Risale ai primi anni dell’900 la scoperta e le ricerche relative alla vitamina D, definizione con cui si sottintende un gruppo di pro-ormoni liposolubili che comprende 5 diverse vitamine (D1-D2-D3-D4-D5). Soggetti affetti da rachitismo, trovarono beneficio e miglioramento dopo l’esposizione al sole. Da questo episodio si capì che la sintesi di questa vitamina avviene principalmente a livello cutaneo (tramite l’azione del sole), solo in seguito si individuarono una serie di alimenti che ne favorivano l’ assorbimento.

L’importanza della Vit D

La vitamina D risulta molto importante per:

– il metabolismo del calcio e del fosforo fondamentali per lo scheletro e la salute delle ossa;

preserva l’equilibrio psicofisico del corpo contrastando l’insorgere di malattie auto immuni, o depressive;

– sembra rappresentare una valida protezione contro malattie degenerative come il cancro e la sclerosi multipla.

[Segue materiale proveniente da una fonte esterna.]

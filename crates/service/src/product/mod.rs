//! Product catalog: repository abstraction, MongoDB implementation, business service.

pub mod repository;
pub mod repo;
pub mod service;

pub use repository::ProductRepository;
pub use service::ProductService;
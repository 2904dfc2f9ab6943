//! Service layer providing the product catalog operations on top of models.
//! - Separates business rules (validation, description merge) from data access.
//! - `ProductRepository` is the seam between the service and MongoDB.

pub mod errors;
pub mod product;

pub use product::ProductService;
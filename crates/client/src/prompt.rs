use std::io::{self, BufRead, Write};

/// User-facing notifications and yes/no questions.
pub trait Prompter {
    fn notify(&mut self, message: &str);
    fn confirm(&mut self, question: &str) -> bool;
}

/// Prompts on stdout, answers read line by line from stdin.
#[derive(Default)]
pub struct TerminalPrompter;

impl Prompter for TerminalPrompter {
    fn notify(&mut self, message: &str) {
        println!("! {message}");
    }

    fn confirm(&mut self, question: &str) -> bool {
        print!("{question} [y/N] ");
        let _ = io::stdout().flush();
        let mut line = String::new();
        match io::stdin().lock().read_line(&mut line) {
            Ok(0) | Err(_) => false,
            Ok(_) => matches!(line.trim().to_ascii_lowercase().as_str(), "y" | "yes"),
        }
    }
}

/// Scripted prompter for tests and doc examples
pub mod mock {
    use super::*;
    use std::collections::VecDeque;

    /// Answers questions from a queue (then `false`) and records everything shown.
    #[derive(Default)]
    pub struct ScriptedPrompter {
        answers: VecDeque<bool>,
        pub notifications: Vec<String>,
        pub questions: Vec<String>,
    }

    impl ScriptedPrompter {
        pub fn answering(answers: impl IntoIterator<Item = bool>) -> Self {
            Self { answers: answers.into_iter().collect(), ..Self::default() }
        }

        pub fn last_notification(&self) -> Option<&str> {
            self.notifications.last().map(String::as_str)
        }
    }

    impl Prompter for ScriptedPrompter {
        fn notify(&mut self, message: &str) {
            self.notifications.push(message.to_string());
        }

        fn confirm(&mut self, question: &str) -> bool {
            self.questions.push(question.to_string());
            self.answers.pop_front().unwrap_or(false)
        }
    }
}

In Italia l’80% della popolazione è carente di Vitamina D. […] Gli esperti confermano che l’Ipovitaminosi D si verifica perché si mangiano meno grassi animali rispetto ad altri Paesi e perché non si adotta l’aggiunta di Vitamina D negli alimenti, come per legge fanno nel nord Europa. Una strategia che in Italia è stata bocciata anche per motivi economici. (fonte ansa)

Questa percentuale comprende i giovani, le donne in gravidanza-allattamento (la formazione dell’apparato osseo del bambino, richiede un maggiore apporto di calcio), quelle in menopausa (a rischio di osteoporosi) e le persone anziane. Il periodo in cui questa carenza si manifesta è principalmente l’inverno quando l’esposizione al sole è limitata, breve se non assente.

Deficit di Vit D

L’insufficienza di questa vitamina si manifesta con dei sintomi blandi ed equivocabili, ma da non sottovalutare:

  1. dolore alle ossa;
  2. debolezza muscolare;
  3. stati di tristezza e depressione;
  4. sudorazione anomala alla testa.

Una volta individuati i sintomi è necessario rivolgersi al medico e fare le analisi del sangue per capire l’ incidenza e l’entità della presunta carenza. L’unico rimedio sano, naturale e privo di controindicazioni è l’esposizione costante e continuativa al sole nelle ore e nelle modalità consone ad ogni soggetto. Bastano 15 minuti al giorno tutti i giorni per favorire spontaneamente la sintesi della vitamina D.

Alimentazione e vitamina D

vit d

Gli alimenti che ne favorisco l’assorbimento sono pochi e  per ottenere benefici significativi andrebbero consumati in grandi quantità:

– Olio di fegato di merluzzo;

– Sgombro;

– Anguilla;

– Trota;

– Salmone affumicato;

– Pesce spada;

– Sgombro o maccarello;

– Storione, affumicato;

– Uova

Supplementi di Vit D

Esistono in commercio integratori e farmaci per compensare carenze e prevenire possibili squilibri.  Le terapie vanno fatte sotto prescrizione medica in quanto una eccessiva o impropria somministrazione degli stessi provoca ipervitaminosi, una intossicazione che si manifesta con nausea, vomito, diarrea, e che degenera in  problematiche importanti a carico del cuore e dei reni.